杰弗里辛顿:我在他们小时候没有花足够的时间陪伴他们。

主持人:现在后悔吗?是的。如果给我的听众关于人工智能和人工智能安全的最后一条寄语,杰弗里,那会是什么?

杰弗里辛顿:我们仍有机会去探索,如何发展出不会试图取代我们的人工智能。正因为尚存机会,我们应该投入巨大的资源去努力研究清楚这一点。因为如果我们不这样做,它就会取代我们。您有希望吗?我不知道。我持不可知态度。

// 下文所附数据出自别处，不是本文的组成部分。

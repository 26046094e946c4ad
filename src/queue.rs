//! # Task Queue
//!
//! This module implements the thread-safe work queue that distributes piece
//! tasks to the worker pool.
//!
//! ## Extraction Policies
//!
//! Extraction is pluggable: a policy inspects the queued items under the
//! queue's lock and picks the index to remove, or declines. The default
//! policy is LIFO, so workers tend to process recently enqueued pieces and
//! bursts of tasks for the same torrent stay hot.
//!
//! ## Wake and Stop Semantics
//!
//! Workers that find nothing to extract block in [`TaskQueue::wait_work`].
//! A blocked worker is released when a task is inserted or when
//! [`TaskQueue::begin_skip_waiting`] is called; the latter is permanent and
//! is used during shutdown so that every current and future waiter returns
//! immediately with no work.

use std::collections::VecDeque;
use std::sync::{Condvar, Mutex};

/// Why [`TaskQueue::try_extract`] returned no item.
#[derive(Debug, Clone, Copy, PartialEq, Eq)]
pub enum ExtractError {
    /// There are no items
    Empty,
    /// There are items but the policy declined to pick one
    PolicyFailure,
}

/// Rule for selecting the next item to extract.
///
/// Policies receive a borrowed view of the queued items and return the index
/// to remove, or `None` to decline. They are called under the queue's lock
/// and must be pure functions of the sequence's current contents.
pub trait ExtractPolicy<T>: Send + Sync {
    /// Select the index of the item to extract.
    fn select(&self, items: &VecDeque<T>) -> Option<usize>;
}

/// Last-in, first-out extraction.
pub struct LifoPolicy;

impl<T> ExtractPolicy<T> for LifoPolicy {
    fn select(&self, items: &VecDeque<T>) -> Option<usize> {
        items.len().checked_sub(1)
    }
}

/// Guarded state: the items plus the permanent shutdown latch.
struct QueueState<T> {
    items: VecDeque<T>,
    skip_waiting: bool,
}

/// Thread-safe collection of tasks with pluggable extraction.
///
/// A single mutex protects the items and a condition variable signals
/// waiters. Fairness between waiters is not guaranteed.
pub struct TaskQueue<T> {
    state: Mutex<QueueState<T>>,
    work_available: Condvar,
}

impl<T> TaskQueue<T> {
    /// Build a new, empty queue.
    pub fn new() -> TaskQueue<T> {
        TaskQueue {
            state: Mutex::new(QueueState {
                items: VecDeque::new(),
                skip_waiting: false,
            }),
            work_available: Condvar::new(),
        }
    }

    /// Insert a task and wake one waiter.
    pub fn insert(&self, item: T) {
        let mut state = self.state.lock().unwrap();
        state.items.push_back(item);
        self.work_available.notify_one();
    }

    /// Try to extract a task using `policy`, without blocking.
    pub fn try_extract(&self, policy: &dyn ExtractPolicy<T>) -> Result<T, ExtractError> {
        let mut state = self.state.lock().unwrap();

        if state.items.is_empty() {
            return Err(ExtractError::Empty);
        }

        match policy.select(&state.items) {
            Some(index) => state.items.remove(index).ok_or(ExtractError::PolicyFailure),
            None => Err(ExtractError::PolicyFailure),
        }
    }

    /// Block until a task is inserted or [`begin_skip_waiting`] is called.
    ///
    /// Spurious wake-ups are filtered; the call returns as soon as the queue
    /// is non-empty or shutting down, without extracting anything.
    ///
    /// [`begin_skip_waiting`]: TaskQueue::begin_skip_waiting
    pub fn wait_work(&self) {
        let mut state = self.state.lock().unwrap();
        while state.items.is_empty() && !state.skip_waiting {
            state = self.work_available.wait(state).unwrap();
        }
    }

    /// Atomically remove every item for which `pred` returns true,
    /// preserving the relative order of the rest.
    pub fn mutate<F>(&self, mut pred: F)
    where
        F: FnMut(&T) -> bool,
    {
        let mut state = self.state.lock().unwrap();
        state.items.retain(|item| !pred(item));
    }

    /// Permanently release all current and future waiters.
    pub fn begin_skip_waiting(&self) {
        let mut state = self.state.lock().unwrap();
        state.skip_waiting = true;
        self.work_available.notify_all();
    }

    /// Number of queued tasks.
    pub fn len(&self) -> usize {
        self.state.lock().unwrap().items.len()
    }

    /// Whether the queue holds no tasks.
    pub fn is_empty(&self) -> bool {
        self.len() == 0
    }
}

impl<T> Default for TaskQueue<T> {
    fn default() -> Self {
        TaskQueue::new()
    }
}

主持人:您晚上上床睡觉时,思考可能的结果概率,一定会有倾向性吧。因为对我来说肯定有。我想现在正在听的每个人内心都有一个可能不会大声说出来的预测,关于事情会如何发展。

杰弗里辛顿:我真的不知道。我认为这充满了极大的不确定性。当我有点沮丧时,我想,人类完蛋了,人工智能会接管。当我心情愉快时,我想,我们会想出办法的。

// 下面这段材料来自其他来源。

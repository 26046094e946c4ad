//! # Piece Downloader
//!
//! This module downloads single pieces from remote peers over the wire
//! protocol.
//!
//! ## Download Process
//!
//! Each call to [`PieceDownloader::try_download`] is one self-contained
//! attempt against one peer:
//!
//! 1. **Connect**: open a TCP connection with a timeout
//! 2. **Handshake**: exchange and validate the protocol handshake
//! 3. **Bitfield**: learn which pieces the peer has, bail out early if the
//!    requested piece is missing
//! 4. **Unchoke/Interested**: ask the peer to serve us
//! 5. **Blocks**: request 16 KiB blocks with up to 5 in flight, assembling
//!    them into the piece buffer
//!
//! The engine owns retry policy and hash verification; a failed attempt here
//! simply returns an error and the engine samples another peer.

use std::io::{Read, Write};
use std::net::{SocketAddr, TcpStream};
use std::time::Duration;

use byteorder::{BigEndian, ReadBytesExt};
use log::{debug, trace};
use thiserror::Error;

use crate::peer::Peer;
use crate::piece::Piece;
use crate::torrent::TorrentDescriptor;
use crate::wire::{bitfield_has_piece, Handshake, Message, WireError};

// Maximum number of in-flight block requests per piece
const MAX_INFLIGHT_REQUESTS: u32 = 5;

// Block size requested from peers (16 KiB)
const BLOCK_SIZE: u32 = 16384;

// How long to wait for the TCP connection
const CONNECT_TIMEOUT: Duration = Duration::from_secs(15);

// Socket timeout during the handshake phase
const HANDSHAKE_TIMEOUT: Duration = Duration::from_secs(5);

// Socket timeout while transferring blocks
const TRANSFER_TIMEOUT: Duration = Duration::from_secs(120);

/// Errors produced by one download attempt.
#[derive(Error, Debug)]
pub enum DownloadError {
    #[error("could not connect to peer")]
    Connect(#[source] std::io::Error),
    #[error("peer wire i/o failed")]
    Io(#[from] std::io::Error),
    #[error(transparent)]
    Wire(#[from] WireError),
    #[error("peer answered the handshake for a different torrent")]
    InfoHashMismatch,
    #[error("peer did not open with a bitfield")]
    NoBitfield,
    #[error("peer does not have piece {0}")]
    MissingPiece(u32),
    #[error("peer sent a block outside the requested piece")]
    InvalidBlock,
}

/// Downloads one piece from one peer per call.
///
/// Implementations must be thread-safe; every worker thread holds the same
/// instance.
pub trait PieceDownloader: Send + Sync {
    /// Fetch the content of `piece` from `peer`.
    ///
    /// On success the buffer's length equals the piece length. The caller
    /// verifies the SHA-1.
    fn try_download(
        &self,
        descriptor: &TorrentDescriptor,
        piece: &Piece,
        peer: &Peer,
    ) -> Result<Vec<u8>, DownloadError>;
}

/// Wire-protocol downloader over TCP.
pub struct TcpDownloader {
    /// Our 20-byte peer id, sent in every handshake
    peer_id: [u8; 20],
}

impl TcpDownloader {
    /// Build a new downloader announcing itself with `peer_id`.
    pub fn new(peer_id: [u8; 20]) -> TcpDownloader {
        TcpDownloader { peer_id }
    }
}

impl PieceDownloader for TcpDownloader {
    fn try_download(
        &self,
        descriptor: &TorrentDescriptor,
        piece: &Piece,
        peer: &Peer,
    ) -> Result<Vec<u8>, DownloadError> {
        let mut connection = PeerConnection::connect(peer, HANDSHAKE_TIMEOUT)?;
        connection.handshake(descriptor.info_hash, self.peer_id)?;
        connection.read_bitfield()?;

        if !connection.has_piece(piece.index) {
            return Err(DownloadError::MissingPiece(piece.index));
        }

        connection.send(&Message::Unchoke)?;
        connection.send(&Message::Interested)?;

        connection.set_timeout(TRANSFER_TIMEOUT)?;
        connection.download_piece(piece)
    }
}

/// One TCP connection to a remote peer.
struct PeerConnection {
    stream: TcpStream,
    choked: bool,
    bitfield: Vec<u8>,
}

impl PeerConnection {
    /// Open a connection to `peer`.
    fn connect(peer: &Peer, timeout: Duration) -> Result<PeerConnection, DownloadError> {
        let addr = SocketAddr::new(peer.ip.into(), peer.port);
        let stream =
            TcpStream::connect_timeout(&addr, CONNECT_TIMEOUT).map_err(DownloadError::Connect)?;

        debug!("Connected to peer {}", peer);

        let connection = PeerConnection {
            stream,
            choked: true,
            bitfield: Vec::new(),
        };
        connection.set_timeout(timeout)?;

        Ok(connection)
    }

    fn set_timeout(&self, timeout: Duration) -> Result<(), DownloadError> {
        self.stream.set_read_timeout(Some(timeout))?;
        self.stream.set_write_timeout(Some(timeout))?;
        Ok(())
    }

    /// Exchange handshakes and validate the peer's info-hash.
    fn handshake(
        &mut self,
        info_hash: [u8; 20],
        peer_id: [u8; 20],
    ) -> Result<(), DownloadError> {
        self.stream
            .write_all(&Handshake::new(info_hash, peer_id).to_bytes())?;

        // First byte announces the protocol string length
        let mut pstr_len = [0u8; 1];
        self.stream.read_exact(&mut pstr_len)?;

        let mut body = vec![0u8; pstr_len[0] as usize + 48];
        self.stream.read_exact(&mut body)?;

        let reply = Handshake::parse(pstr_len[0] as usize, &body)?;
        if reply.info_hash != info_hash {
            return Err(DownloadError::InfoHashMismatch);
        }

        Ok(())
    }

    /// Read the bitfield the peer sends right after the handshake.
    fn read_bitfield(&mut self) -> Result<(), DownloadError> {
        match self.read_message()? {
            Message::Bitfield(bits) => {
                self.bitfield = bits;
                Ok(())
            }
            _ => Err(DownloadError::NoBitfield),
        }
    }

    fn has_piece(&self, index: u32) -> bool {
        bitfield_has_piece(&self.bitfield, index)
    }

    fn send(&mut self, message: &Message) -> Result<(), DownloadError> {
        self.stream.write_all(&message.to_bytes())?;
        Ok(())
    }

    /// Read one length-prefixed message.
    fn read_message(&mut self) -> Result<Message, DownloadError> {
        let len = self.stream.read_u32::<BigEndian>()?;

        let mut body = vec![0u8; len as usize];
        self.stream.read_exact(&mut body)?;

        Ok(Message::parse(&body)?)
    }

    /// Request and assemble every block of `piece`.
    fn download_piece(&mut self, piece: &Piece) -> Result<Vec<u8>, DownloadError> {
        let length = piece.length as u32;
        let mut data = vec![0u8; piece.length as usize];

        let mut requested: u32 = 0;
        let mut downloaded: u32 = 0;
        let mut inflight: u32 = 0;

        while downloaded < length {
            // Keep the request pipeline full while unchoked
            if !self.choked {
                while inflight < MAX_INFLIGHT_REQUESTS && requested < length {
                    let block_size = BLOCK_SIZE.min(length - requested);
                    self.send(&Message::Request {
                        index: piece.index,
                        begin: requested,
                        length: block_size,
                    })?;
                    requested += block_size;
                    inflight += 1;
                }
            }

            match self.read_message()? {
                Message::Choke => {
                    trace!("Peer choked us while downloading piece {}", piece.index);
                    self.choked = true;
                }
                Message::Unchoke => self.choked = false,
                Message::Have(index) => {
                    // Track late availability updates
                    let byte_index = (index / 8) as usize;
                    if byte_index >= self.bitfield.len() {
                        self.bitfield.resize(byte_index + 1, 0);
                    }
                    self.bitfield[byte_index] |= 1 << (7 - index % 8);
                }
                Message::Piece {
                    index,
                    begin,
                    block,
                } => {
                    if index != piece.index
                        || begin as u64 + block.len() as u64 > piece.length
                    {
                        return Err(DownloadError::InvalidBlock);
                    }

                    data[begin as usize..begin as usize + block.len()].copy_from_slice(&block);
                    downloaded += block.len() as u32;
                    inflight = inflight.saturating_sub(1);
                }
                Message::KeepAlive => {}
                other => trace!("Ignoring message {other:?} while downloading"),
            }
        }

        Ok(data)
    }
}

主持人:也许人类的一个特点就是,我们总觉得自己会永远存在,就像我们谈论亲人和关系时那样,漫不经心地认为我们会永存,能解决所有问题。但万事万物都有开始和结束,就像我们从恐龙身上看到的那样。

杰弗里辛顿:是的,我们必须正视这种可能性:除非我们尽快采取行动,否则人类可能已接近尾声。

对人类幸福的最大威胁是什么?

主持人:我们的播客有一个结束的传统,上一位嘉宾会在他们的日记里留下一个问题。他们为您留下的问题是... 根据您对未来的一切看法,您认为对人类幸福的最大威胁是什么?

杰弗里辛顿:我认为失业是对人类幸福一个相当紧迫的短期威胁。我认为如果大量人失业,即使他们获得全民基本收入,他们也不会快乐。

主持人:因为他们需要目标感。

杰弗里辛顿:因为他们需要目标感。是的,还需要奋斗。他们需要感觉自己在做贡献,自己是有价值的。

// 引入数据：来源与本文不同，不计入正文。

//! End-to-end engine scenarios against stub collaborators.
//!
//! The tracker, downloader and storage are replaced with deterministic
//! in-memory implementations, so every scenario exercises the real worker
//! pool, task queue, peer sampling and lifecycle accounting without any
//! network or disk.

use std::collections::{BTreeMap, HashMap, HashSet};
use std::net::Ipv4Addr;
use std::path::{Path, PathBuf};
use std::sync::atomic::{AtomicBool, Ordering};
use std::sync::{Arc, Mutex};
use std::thread;
use std::time::{Duration, Instant};

use boring::sha::Sha1;

use torrus::bencode::{encode, BencodeValue};
use torrus::downloader::{DownloadError, PieceDownloader};
use torrus::engine::Engine;
use torrus::peer::Peer;
use torrus::piece::Piece;
use torrus::storage::{Storage, StorageError};
use torrus::torrent::TorrentDescriptor;
use torrus::tracker::{AnnounceResult, Tracker, TrackerError};
use torrus::{Config, TorrentState};

/// Deterministic content for a torrent of `len` bytes.
fn content(len: usize) -> Vec<u8> {
    (0..len).map(|i| (i % 251) as u8).collect()
}

/// Build single-file metainfo bytes for `content`.
fn metainfo(name: &str, content: &[u8], piece_length: usize) -> Vec<u8> {
    let mut hashes = Vec::new();
    for chunk in content.chunks(piece_length) {
        let mut hasher = Sha1::new();
        hasher.update(chunk);
        hashes.extend_from_slice(&hasher.finish());
    }

    let mut info = BTreeMap::new();
    info.insert(
        b"length".to_vec(),
        BencodeValue::Integer(content.len() as i64),
    );
    info.insert(
        b"name".to_vec(),
        BencodeValue::ByteString(name.as_bytes().to_vec()),
    );
    info.insert(
        b"piece length".to_vec(),
        BencodeValue::Integer(piece_length as i64),
    );
    info.insert(b"pieces".to_vec(), BencodeValue::ByteString(hashes));

    let mut root = BTreeMap::new();
    root.insert(
        b"announce".to_vec(),
        BencodeValue::ByteString(b"http://tracker.invalid/announce".to_vec()),
    );
    root.insert(b"info".to_vec(), BencodeValue::Dict(info));
    encode(&BencodeValue::Dict(root))
}

/// Write metainfo bytes into a scratch `.torrent` file.
fn write_torrent_file(test: &str, bytes: &[u8]) -> PathBuf {
    let dir = std::env::temp_dir().join("torrus-engine-tests");
    std::fs::create_dir_all(&dir).unwrap();

    let path = dir.join(format!("{}-{}.torrent", test, std::process::id()));
    std::fs::write(&path, bytes).unwrap();
    path
}

/// Poll `cond` every few milliseconds until it holds or `timeout` expires.
fn wait_for(timeout: Duration, mut cond: impl FnMut() -> bool) -> bool {
    let deadline = Instant::now() + timeout;
    while Instant::now() < deadline {
        if cond() {
            return true;
        }
        thread::sleep(Duration::from_millis(10));
    }
    cond()
}

fn peer(port: u16) -> Peer {
    Peer::new(Ipv4Addr::LOCALHOST, port)
}

/// Tracker stub handing out a fixed peer list.
struct StaticTracker {
    peers: Vec<Peer>,
}

impl Tracker for StaticTracker {
    fn announce(
        &self,
        _descriptor: &TorrentDescriptor,
        _peer_id: &[u8; 20],
        _port: u16,
    ) -> Result<AnnounceResult, TrackerError> {
        Ok(AnnounceResult {
            interval: 1800,
            peers: self.peers.clone(),
        })
    }
}

/// Downloader stub serving bytes from in-memory content, keyed by torrent
/// name. Peers whose port is listed in `failing_ports` always fail.
struct StubDownloader {
    contents: HashMap<String, Vec<u8>>,
    failing_ports: HashSet<u16>,
    delay: Duration,
    served: Mutex<Vec<String>>,
}

impl StubDownloader {
    fn serving(name: &str, content: &[u8]) -> StubDownloader {
        StubDownloader {
            contents: HashMap::from([(name.to_string(), content.to_vec())]),
            failing_ports: HashSet::new(),
            delay: Duration::ZERO,
            served: Mutex::new(Vec::new()),
        }
    }

    fn served(&self) -> Vec<String> {
        self.served.lock().unwrap().clone()
    }
}

impl PieceDownloader for StubDownloader {
    fn try_download(
        &self,
        descriptor: &TorrentDescriptor,
        piece: &Piece,
        peer: &Peer,
    ) -> Result<Vec<u8>, DownloadError> {
        if !self.delay.is_zero() {
            thread::sleep(self.delay);
        }

        if self.failing_ports.contains(&peer.port) {
            return Err(DownloadError::Connect(std::io::Error::new(
                std::io::ErrorKind::ConnectionRefused,
                "stub peer is down",
            )));
        }

        let content = self
            .contents
            .get(&descriptor.name)
            .expect("stub has no content for this torrent");

        self.served.lock().unwrap().push(descriptor.name.clone());

        let begin = piece.index as usize * descriptor.piece_length as usize;
        Ok(content[begin..begin + piece.length as usize].to_vec())
    }
}

/// Storage stub capturing every write in memory.
struct MemoryStorage {
    files: Mutex<HashMap<PathBuf, Vec<u8>>>,
}

impl MemoryStorage {
    fn new() -> MemoryStorage {
        MemoryStorage {
            files: Mutex::new(HashMap::new()),
        }
    }

    fn file(&self, path: &Path) -> Option<Vec<u8>> {
        self.files.lock().unwrap().get(path).cloned()
    }

    fn is_empty(&self) -> bool {
        self.files.lock().unwrap().is_empty()
    }
}

impl Storage for MemoryStorage {
    fn write_bytes(&self, path: &Path, bytes: &[u8], offset: u64) -> Result<(), StorageError> {
        let mut files = self.files.lock().unwrap();
        let file = files.entry(path.to_path_buf()).or_default();

        let end = offset as usize + bytes.len();
        if file.len() < end {
            file.resize(end, 0);
        }
        file[offset as usize..end].copy_from_slice(bytes);

        Ok(())
    }
}

fn config(workers: usize) -> Config {
    Config {
        download_folder: PathBuf::from("mem"),
        workers: Some(workers),
        ..Config::default()
    }
}

#[test]
fn happy_path_completes_and_drains_the_queue() {
    let data = content(320);
    let path = write_torrent_file("happy", &metainfo("happy.bin", &data, 32));

    let storage = Arc::new(MemoryStorage::new());
    let engine = Engine::with_collaborators(
        config(4),
        Arc::new(StaticTracker {
            peers: vec![peer(6881)],
        }),
        Arc::new(StubDownloader::serving("happy.bin", &data)),
        Arc::clone(&storage) as Arc<dyn Storage>,
    );

    let tid = engine.add_torrent(&path).unwrap();

    assert!(wait_for(Duration::from_secs(10), || {
        engine.get_gui_data_of(tid).unwrap().state == TorrentState::Completed
    }));

    let stats = engine.get_gui_data_of(tid).unwrap();
    assert_eq!(stats.pieces_processed, 10);
    assert_eq!(stats.pieces_count, 10);
    assert_eq!(engine.queued_tasks(), 0);

    // Every subpiece landed in the right place
    assert_eq!(
        storage.file(&PathBuf::from("mem").join("happy.bin")).unwrap(),
        data
    );
}

#[test]
fn scoring_converges_to_the_serving_peer() {
    let data = content(1600);
    let path = write_torrent_file("scoring", &metainfo("scoring.bin", &data, 16));

    let mut downloader = StubDownloader::serving("scoring.bin", &data);
    downloader.failing_ports.insert(1);

    let engine = Engine::with_collaborators(
        config(4),
        Arc::new(StaticTracker {
            peers: vec![peer(1), peer(2)],
        }),
        Arc::new(downloader),
        Arc::new(MemoryStorage::new()),
    );

    let tid = engine.add_torrent(&path).unwrap();

    assert!(wait_for(Duration::from_secs(30), || {
        engine.get_gui_data_of(tid).unwrap().state == TorrentState::Completed
    }));

    // 100 completed pieces all credited to the only working peer
    let scores = engine.peer_scores(tid).unwrap();
    assert_eq!(scores[0], 1);
    assert_eq!(scores[1], 101);
    assert!(scores[1] > scores[0]);
}

#[test]
fn pause_stops_progress_and_resume_completes() {
    let data = content(800);
    let path = write_torrent_file("pause", &metainfo("pause.bin", &data, 16));

    let mut downloader = StubDownloader::serving("pause.bin", &data);
    downloader.delay = Duration::from_millis(20);

    let engine = Engine::with_collaborators(
        config(2),
        Arc::new(StaticTracker {
            peers: vec![peer(6881)],
        }),
        Arc::new(downloader),
        Arc::new(MemoryStorage::new()),
    );

    let tid = engine.add_torrent(&path).unwrap();

    assert!(wait_for(Duration::from_secs(10), || {
        engine.get_gui_data_of(tid).unwrap().pieces_processed >= 3
    }));
    assert!(engine.pause(tid));

    // Let in-flight downloads drain, then the counter must hold still
    thread::sleep(Duration::from_millis(150));
    let stalled = engine.get_gui_data_of(tid).unwrap().pieces_processed;
    thread::sleep(Duration::from_millis(250));

    let stats = engine.get_gui_data_of(tid).unwrap();
    assert_eq!(stats.state, TorrentState::Paused);
    assert_eq!(stats.pieces_processed, stalled);
    assert!(stats.pieces_processed < stats.pieces_count);

    assert!(engine.resume(tid));
    assert!(wait_for(Duration::from_secs(30), || {
        engine.get_gui_data_of(tid).unwrap().state == TorrentState::Completed
    }));
    assert_eq!(engine.get_gui_data_of(tid).unwrap().pieces_processed, 50);
}

#[test]
fn retry_exhaustion_errors_the_torrent_and_purges_its_tasks() {
    let data = content(128);
    let path = write_torrent_file("exhaust", &metainfo("exhaust.bin", &data, 32));

    let mut downloader = StubDownloader::serving("exhaust.bin", &data);
    downloader.failing_ports.insert(6881);

    let storage = Arc::new(MemoryStorage::new());
    let engine = Engine::with_collaborators(
        Config {
            max_try: 5,
            ..config(1)
        },
        Arc::new(StaticTracker {
            peers: vec![peer(6881)],
        }),
        Arc::new(downloader),
        Arc::clone(&storage) as Arc<dyn Storage>,
    );

    let tid = engine.add_torrent(&path).unwrap();

    assert!(wait_for(Duration::from_secs(10), || {
        let stats = engine.get_gui_data_of(tid).unwrap();
        stats.state == TorrentState::Error && engine.queued_tasks() == 0
    }));

    assert_eq!(engine.get_gui_data_of(tid).unwrap().pieces_processed, 0);
    assert!(storage.is_empty());
}

#[test]
fn removed_torrent_tasks_are_never_processed() {
    let kept_data = content(160);
    let removed_data = content(160);

    let kept_path = write_torrent_file("kept", &metainfo("kept.bin", &kept_data, 32));
    let removed_path =
        write_torrent_file("removed", &metainfo("removed.bin", &removed_data, 32));

    let mut downloader = StubDownloader::serving("kept.bin", &kept_data);
    downloader
        .contents
        .insert("removed.bin".to_string(), removed_data);
    downloader.delay = Duration::from_millis(50);
    let downloader = Arc::new(downloader);

    let engine = Engine::with_collaborators(
        config(1),
        Arc::new(StaticTracker {
            peers: vec![peer(6881)],
        }),
        Arc::clone(&downloader) as Arc<dyn PieceDownloader>,
        Arc::new(MemoryStorage::new()),
    );

    let kept = engine.add_torrent(&kept_path).unwrap();

    // The single worker is now busy on a piece of the kept torrent; add and
    // remove the second torrent while it is occupied
    thread::sleep(Duration::from_millis(25));
    let removed = engine.add_torrent(&removed_path).unwrap();
    engine.remove_torrent(removed);

    assert!(wait_for(Duration::from_secs(10), || {
        engine.get_gui_data_of(kept).unwrap().state == TorrentState::Completed
    }));

    // No worker ever touched a task of the removed torrent
    assert!(downloader.served().iter().all(|name| name == "kept.bin"));

    let stats = engine.get_gui_data_of(removed).unwrap();
    assert_eq!(stats.state, TorrentState::Stopped);
    assert_eq!(stats.pieces_processed, 0);
    assert_eq!(engine.queued_tasks(), 0);
}

#[test]
fn teardown_releases_blocked_workers() {
    let engine = Engine::with_collaborators(
        config(4),
        Arc::new(StaticTracker { peers: Vec::new() }),
        Arc::new(StubDownloader::serving("none", &[])),
        Arc::new(MemoryStorage::new()),
    );

    // Give the workers time to block on the empty queue
    thread::sleep(Duration::from_millis(100));

    let done = Arc::new(AtomicBool::new(false));
    let done_flag = Arc::clone(&done);
    thread::spawn(move || {
        drop(engine);
        done_flag.store(true, Ordering::Release);
    });

    assert!(wait_for(Duration::from_secs(5), || {
        done.load(Ordering::Acquire)
    }));
}

#[test]
fn loading_failures_surface_from_add_torrent() {
    let engine = Engine::with_collaborators(
        config(1),
        Arc::new(StaticTracker {
            peers: vec![peer(6881)],
        }),
        Arc::new(StubDownloader::serving("none", &[])),
        Arc::new(MemoryStorage::new()),
    );

    // Unreadable file
    assert!(engine
        .add_torrent(Path::new("/definitely/not/a/real/path.torrent"))
        .is_err());

    // Readable but not a torrent
    let path = write_torrent_file("garbage", b"this is not bencode");
    assert!(engine.add_torrent(&path).is_err());

    // Nothing was registered
    assert!(engine.get_gui_data().is_empty());
}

主持人:您认为大量工作被取代这种结果,可能性很大吗?

杰弗里辛顿:我认为这种可能性绝对很大。如果我在呼叫中心工作,我会非常害怕。

主持人:按照数学计算,这个时间范围是多久?

杰弗里辛顿:我觉得这已经开始发生了。我最近在《大西洋月刊》上读到一篇文章说,现在大学毕业生找工作已经变得困难了。这其中部分原因可能是人们已经在那些本属于他们的职位上使用AI了。

主持人:我和一家大型公司的CEO聊过,这家公司大家都知道,很多人都在用。他私下告诉我,他们曾经有超过7000名员工。他说到去年年底,员工人数已经降到了5000人。他说现在他们只有3600人。他说到夏天结束时,由于AI代理,他们的人数会降到3000人。所以这已经在发生了。他将员工数量减半了,因为AI代理现在可以处理80%的客户服务咨询和其他事务。所以,这已经在发生了。所以急需采取行动。杰弗里辛顿:是的,我不知道那个行动是什么。这个问题很棘手,因为它在很大程度上取决于政治体系。而目前的政治体系都在朝着错误的方向发展。

主持人:我们需要做什么?攒钱吗?比如,我们存钱吗?我们搬到世界的另一边吗?

杰弗里辛顿:我不知道。

主持人:你会告诉你的孩子做什么?如果他们说,爸爸,工作会大量被取代。

杰弗里辛顿:因为我在 Google 工作了十年,所以他们经济上还算宽裕。所以他们的情况不具代表性。如果他们没有钱呢?去学当个水管工吧。

主持人:真的吗?

杰弗里辛顿:是的。

主持人:杰弗里,太谢谢您了。您是我这辈子遇到的第一位诺贝尔奖得主,我想是这样。所以这是莫大的荣幸。您因一生的杰出工作而获得这个奖项,您在许多深刻的方面推动了世界的进步,这将带来重大的发展和对我们如此重要的事物。

现在,您将人生这个阶段的重心转向了继续自己的研究,同时也聚焦于人工智能更广泛的风险,以及它可能如何对我们产生不利影响。很少有人像您这样,曾在大科技公司(如Google)内部为AI领域做出贡献,如今却站在前沿,警示我们防范那些他们曾为之努力的事物。

杰弗里辛顿:事实上,现在像我们这样的人出奇地多。

主持人:他们不像您这样公开,而且实际上很难请他们来进行这种对话,因为他们中的很多人仍然在这个行业工作。所以,像我这样经常尝试联系这些人并邀请他们对话的人,会发现他们往往对公开谈论有所顾虑。所以他们私下会谈,但不太愿意公开,因为也许他们还有某种激励机制在起作用。

杰弗里辛顿:我比他们有一个优势:我年纪大了,已经退休了,所以可以畅所欲言。

主持人:好吧,原来如此。所以谢谢您做的一切。这真是荣幸,请务必继续这样做。谢谢。